Humanist Association of the Greater Sacramento Area (HAGSA) (http://hagsa.org/)

http://hagsa.org/images/speakers/Mynga%20Futrell2.jpgA longtime HAGSA member (since 1987), Mynga Futrell also has had lengthy experience with Alzheimer’s disease, both as a caregiver and as a volunteer (since 2001) for the Alzheimer’s Association here in Sacramento.

Returning to California from Kentucky after a 3-year experience (caring for her mother who had Alzheimer’s), Mynga began volunteering locally right away. She first joined the Education Committee and began helping to plan “Understanding Memory Loss,” an annual conference targeting Alzheimer’s Disease and related dementias. That Sacramento-based event brings to caregivers and professionals the latest research, strategies, and resources. (Last year’s conference drew 386 attendees.) Since 2010, Mynga has also served on the Program Committee of the Alzheimer’s Association of Northern California and Nevada, helping to improve and advance programs and services in a region covering several counties.

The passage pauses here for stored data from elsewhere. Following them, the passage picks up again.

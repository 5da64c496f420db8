use clap::Parser;
use site_capture::{
    load_config, setup_logging, validate_config, Cli, CliRunner, Commands, PrometheusExporter,
};
use tokio::signal;
use tracing::{error, info, warn};

#[tokio::main]
async fn main() -> anyhow::Result<()> {
    let args = Cli::parse();

    setup_logging(args.verbose)?;

    info!("Starting site-capture v{}", env!("CARGO_PKG_VERSION"));

    // Nothing to launch for a config check
    if let Commands::Validate { file } = &args.command {
        return validate_config(file).await;
    }

    let config = load_config(&args).await?;

    if let Some(port) = args.metrics_port {
        PrometheusExporter::new(port).start()?;
    }

    let cli_runner = CliRunner::new(config).await?;

    let (shutdown_tx, mut shutdown_rx) = tokio::sync::broadcast::channel(1);
    let _shutdown_handler = setup_shutdown_handler(shutdown_tx);

    let result = tokio::select! {
        result = cli_runner.run(args.command) => {
            info!("Command completed");
            result
        }
        _ = shutdown_rx.recv() => {
            info!("Received shutdown signal");
            Ok(())
        }
    };

    info!("Shutting down...");
    cli_runner.service.shutdown().await;

    if let Err(e) = result {
        error!("Application error: {:#}", e);
        std::process::exit(1);
    }

    info!("site-capture stopped");
    Ok(())
}

fn setup_shutdown_handler(
    shutdown_tx: tokio::sync::broadcast::Sender<()>,
) -> tokio::task::JoinHandle<()> {
    tokio::spawn(async move {
        #[cfg(unix)]
        {
            let mut sigterm =
                match signal::unix::signal(signal::unix::SignalKind::terminate()) {
                    Ok(sigterm) => sigterm,
                    Err(e) => {
                        warn!("Failed to install SIGTERM handler: {}", e);
                        if signal::ctrl_c().await.is_ok() {
                            let _ = shutdown_tx.send(());
                        }
                        return;
                    }
                };

            tokio::select! {
                _ = signal::ctrl_c() => {
                    info!("Received SIGINT");
                }
                _ = sigterm.recv() => {
                    info!("Received SIGTERM");
                }
            }
        }

        #[cfg(not(unix))]
        {
            if let Err(e) = signal::ctrl_c().await {
                warn!("Failed to listen for ctrl-c: {}", e);
                return;
            }
            info!("Received ctrl-c");
        }

        let _ = shutdown_tx.send(());
    })
}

Mynga’s presentation will incorporate a brief overview of Alzheimer’s based on “The Science of Hope,” a loosely packaged presentation for general audiences. (It briefly highlights the nature and extent of the disease, and also looks at upcoming demographics and challenges soon to be presented by this disease in California and nationwide.) In the remainder of her presentation, she will be focusing on her personal encounters with this challenging malady.

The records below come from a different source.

use crate::CaptureError;
use std::time::Duration;
use url::Url;

pub fn sanitize_filename(input: &str) -> String {
    input
        .chars()
        .map(|c| match c {
            '/' | '\\' | ':' | '*' | '?' | '"' | '<' | '>' | '|' => '_',
            c if c.is_control() => '_',
            c => c,
        })
        .collect::<String>()
        .trim()
        .to_string()
}

/// Filesystem-safe name for a captured URL, e.g. `example.com_pricing.png`.
pub fn filename_for_url(url: &str, extension: &str) -> String {
    let stem = match Url::parse(url) {
        Ok(parsed) => {
            let host = parsed.host_str().unwrap_or("page");
            let path = parsed.path().trim_matches('/');
            if path.is_empty() {
                host.to_string()
            } else {
                format!("{host}_{path}")
            }
        }
        Err(_) => url.to_string(),
    };
    format!("{}.{extension}", sanitize_filename(&stem))
}

pub fn format_duration(duration: Duration) -> String {
    let total_seconds = duration.as_secs();
    let hours = total_seconds / 3600;
    let minutes = (total_seconds % 3600) / 60;
    let seconds = total_seconds % 60;
    let millis = duration.subsec_millis();

    if hours > 0 {
        format!("{hours}h {minutes}m {seconds}s")
    } else if minutes > 0 {
        format!("{minutes}m {seconds}s")
    } else if seconds > 0 {
        format!("{}.{}s", seconds, millis / 100)
    } else {
        format!("{millis}ms")
    }
}

pub fn format_bytes(bytes: u64) -> String {
    const UNITS: &[&str] = &["B", "KB", "MB", "GB", "TB"];
    let mut size = bytes as f64;
    let mut unit_index = 0;

    while size >= 1024.0 && unit_index < UNITS.len() - 1 {
        size /= 1024.0;
        unit_index += 1;
    }

    if unit_index == 0 {
        format!("{} {}", bytes, UNITS[unit_index])
    } else {
        format!("{:.2} {}", size, UNITS[unit_index])
    }
}

/// Parse `url` and require an http(s) scheme with a host.
pub fn validate_url(url: &str) -> Result<Url, CaptureError> {
    let parsed = Url::parse(url.trim())
        .map_err(|e| CaptureError::InvalidUrl(format!("{url}: {e}")))?;

    match parsed.scheme() {
        "http" | "https" if parsed.host_str().is_some() => Ok(parsed),
        "http" | "https" => Err(CaptureError::InvalidUrl(format!("{url}: missing host"))),
        scheme => Err(CaptureError::InvalidUrl(format!(
            "{url}: unsupported scheme '{scheme}'"
        ))),
    }
}

/// `scheme://host[:port]/` of a validated URL.
pub fn site_root(url: &Url) -> Url {
    let mut root = url.clone();
    root.set_path("/");
    root.set_query(None);
    root.set_fragment(None);
    root
}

They began in summer of 1994, when Mynga’s mother’s symptoms made obvious her inability to live alone. Soon Mynga and her husband, Paul, were moving to Kentucky to live with and care for her. They stayed there for almost three years before moving her mother to a dementia care facility for the 18 more months preceding her death. Their humanist leanings prompted several attempts in both settings to prolong and enhance the mother’s social and support networks.

While in Kentucky, and drawing on her background as an instructional developer, Mynga produced supportive resources, among them a small pamphlet, What to Do When Your Friend or Neighbor Has Alzheimer’s. In preparation for the move to the facility, she designed several aids to highlight her mother’s life and help staff and others in the facility to subsequently reminisce with her in meaningful and mutually rewarding ways.

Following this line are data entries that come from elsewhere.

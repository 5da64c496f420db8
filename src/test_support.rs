//! In-process render engine for tests
//!
//! Behaves like a browser from the pool's and capture worker's point of view:
//! every session call is recorded, navigation can be made to fail or stall per
//! URL, and a disconnect can be injected at any time.

use crate::{CaptureError, EngineEvent, EngineEvents, RenderEngine, RenderSession, Viewport};
use async_trait::async_trait;
use std::collections::{HashMap, HashSet};
use std::ops::Deref;
use std::sync::atomic::{AtomicBool, AtomicU64, AtomicUsize, Ordering};
use std::sync::{Arc, Mutex};
use std::time::Duration;

pub struct EngineState {
    pub connected: AtomicBool,
    pub connects: AtomicUsize,
    /// Upcoming `connect` calls that should fail
    pub failing_connects: AtomicUsize,
    pub fail_open: AtomicBool,
    /// Snapshots come back as bytes no image decoder accepts
    pub corrupt_snapshots: AtomicBool,
    pub opened: AtomicUsize,
    pub closed: AtomicUsize,
    live: AtomicUsize,
    max_live: AtomicUsize,
    /// `document.documentElement.scrollHeight` reported to the capture worker
    pub page_height: AtomicU64,
    pub calls: Mutex<Vec<String>>,
    failing_urls: Mutex<HashSet<String>>,
    slow_urls: Mutex<HashMap<String, Duration>>,
    panicking_urls: Mutex<HashSet<String>>,
    events: Mutex<Option<EngineEvents>>,
}

#[derive(Clone)]
pub struct ScriptedEngine {
    state: Arc<EngineState>,
}

impl Deref for ScriptedEngine {
    type Target = EngineState;

    fn deref(&self) -> &EngineState {
        &self.state
    }
}

impl ScriptedEngine {
    pub fn new() -> Self {
        Self {
            state: Arc::new(EngineState {
                connected: AtomicBool::new(false),
                connects: AtomicUsize::new(0),
                failing_connects: AtomicUsize::new(0),
                fail_open: AtomicBool::new(false),
                corrupt_snapshots: AtomicBool::new(false),
                opened: AtomicUsize::new(0),
                closed: AtomicUsize::new(0),
                live: AtomicUsize::new(0),
                max_live: AtomicUsize::new(0),
                page_height: AtomicU64::new(1080),
                calls: Mutex::new(Vec::new()),
                failing_urls: Mutex::new(HashSet::new()),
                slow_urls: Mutex::new(HashMap::new()),
                panicking_urls: Mutex::new(HashSet::new()),
                events: Mutex::new(None),
            }),
        }
    }

    pub fn fail_url(&self, url: &str) {
        self.failing_urls.lock().unwrap().insert(url.to_string());
    }

    pub fn slow_url(&self, url: &str, delay: Duration) {
        self.slow_urls.lock().unwrap().insert(url.to_string(), delay);
    }

    /// Navigating to `url` panics the calling task.
    pub fn panic_on(&self, url: &str) {
        self.panicking_urls.lock().unwrap().insert(url.to_string());
    }

    pub fn max_live_sessions(&self) -> usize {
        self.max_live.load(Ordering::SeqCst)
    }

    pub fn calls(&self) -> Vec<String> {
        self.calls.lock().unwrap().clone()
    }

    /// Drop the "browser" the way a crashed process would.
    pub fn simulate_disconnect(&self) {
        self.connected.store(false, Ordering::SeqCst);
        if let Some(events) = self.events.lock().unwrap().as_ref() {
            let _ = events.send(EngineEvent::Disconnected {
                reason: "simulated crash".to_string(),
            });
        }
    }
}

#[async_trait]
impl RenderEngine for ScriptedEngine {
    async fn connect(&self, events: EngineEvents) -> Result<(), CaptureError> {
        self.connects.fetch_add(1, Ordering::SeqCst);
        let failing = self.failing_connects.load(Ordering::SeqCst);
        if failing > 0 {
            self.failing_connects.store(failing - 1, Ordering::SeqCst);
            return Err(CaptureError::Engine("launch refused".to_string()));
        }
        *self.events.lock().unwrap() = Some(events);
        self.connected.store(true, Ordering::SeqCst);
        Ok(())
    }

    async fn open_session(&self) -> Result<Box<dyn RenderSession>, CaptureError> {
        if !self.is_connected() {
            return Err(CaptureError::Engine("not connected".to_string()));
        }
        if self.fail_open.load(Ordering::SeqCst) {
            return Err(CaptureError::Engine("tab refused".to_string()));
        }
        self.opened.fetch_add(1, Ordering::SeqCst);
        let live = self.live.fetch_add(1, Ordering::SeqCst) + 1;
        self.max_live.fetch_max(live, Ordering::SeqCst);
        Ok(Box::new(ScriptedSession {
            state: self.state.clone(),
        }))
    }

    fn is_connected(&self) -> bool {
        self.connected.load(Ordering::SeqCst)
    }

    async fn disconnect(&self) {
        self.connected.store(false, Ordering::SeqCst);
    }
}

struct ScriptedSession {
    state: Arc<EngineState>,
}

impl ScriptedSession {
    fn record(&self, call: String) {
        self.state.calls.lock().unwrap().push(call);
    }
}

#[async_trait]
impl RenderSession for ScriptedSession {
    async fn set_viewport(&self, viewport: &Viewport) -> Result<(), CaptureError> {
        self.record(format!("viewport {}x{}", viewport.width, viewport.height));
        Ok(())
    }

    async fn emulate_reduced_motion(&self) -> Result<(), CaptureError> {
        self.record("reduced_motion".to_string());
        Ok(())
    }

    async fn navigate(&self, url: &str) -> Result<(), CaptureError> {
        self.record(format!("navigate {url}"));
        let delay = self.state.slow_urls.lock().unwrap().get(url).copied();
        if let Some(delay) = delay {
            tokio::time::sleep(delay).await;
        }
        if self.state.panicking_urls.lock().unwrap().contains(url) {
            panic!("scripted panic while loading {url}");
        }
        if self.state.failing_urls.lock().unwrap().contains(url) {
            return Err(CaptureError::Navigation(format!("net::ERR_FAILED {url}")));
        }
        Ok(())
    }

    async fn inject_style(&self, _css: &str) -> Result<(), CaptureError> {
        self.record("inject_style".to_string());
        Ok(())
    }

    async fn run_script(&self, script: &str) -> Result<serde_json::Value, CaptureError> {
        if script.contains("scrollHeight") {
            return Ok(serde_json::json!(self.state.page_height.load(Ordering::SeqCst)));
        }
        Ok(serde_json::Value::Null)
    }

    async fn scroll_to(&self, y: u64) -> Result<(), CaptureError> {
        self.record(format!("scroll {y}"));
        Ok(())
    }

    async fn snapshot(&self, full_page: bool) -> Result<Vec<u8>, CaptureError> {
        self.record(format!("snapshot full_page={full_page}"));
        if self.state.corrupt_snapshots.load(Ordering::SeqCst) {
            return Ok(b"not an image".to_vec());
        }
        Ok(tiny_png())
    }

    async fn close(self: Box<Self>) {
        self.state.live.fetch_sub(1, Ordering::SeqCst);
        self.state.closed.fetch_add(1, Ordering::SeqCst);
    }
}

/// A valid 4x4 PNG so re-encoding paths see real image data.
pub fn tiny_png() -> Vec<u8> {
    let image = image::RgbaImage::from_pixel(4, 4, image::Rgba([200, 40, 40, 255]));
    let mut bytes = Vec::new();
    image::DynamicImage::ImageRgba8(image)
        .write_to(
            &mut std::io::Cursor::new(&mut bytes),
            image::ImageOutputFormat::Png,
        )
        .unwrap();
    bytes
}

Some of Mynga’s work has been incorporated in a staff training text, The Best Friend’s Approach to Alzheimer’s Care. And, translating those experiences for others, she has presented three times at the annual conference: “From Family to Facility: Bridging the Gap” (2007); “Maxims for Caregivers” (2011); and “The Life Story: Toolkit for Care” (2013).

Your edible and potable contributions to the snack table will, as usual, be most welcome.

Coffee, both regular and decaffeinated, will be provided in the usual abundance.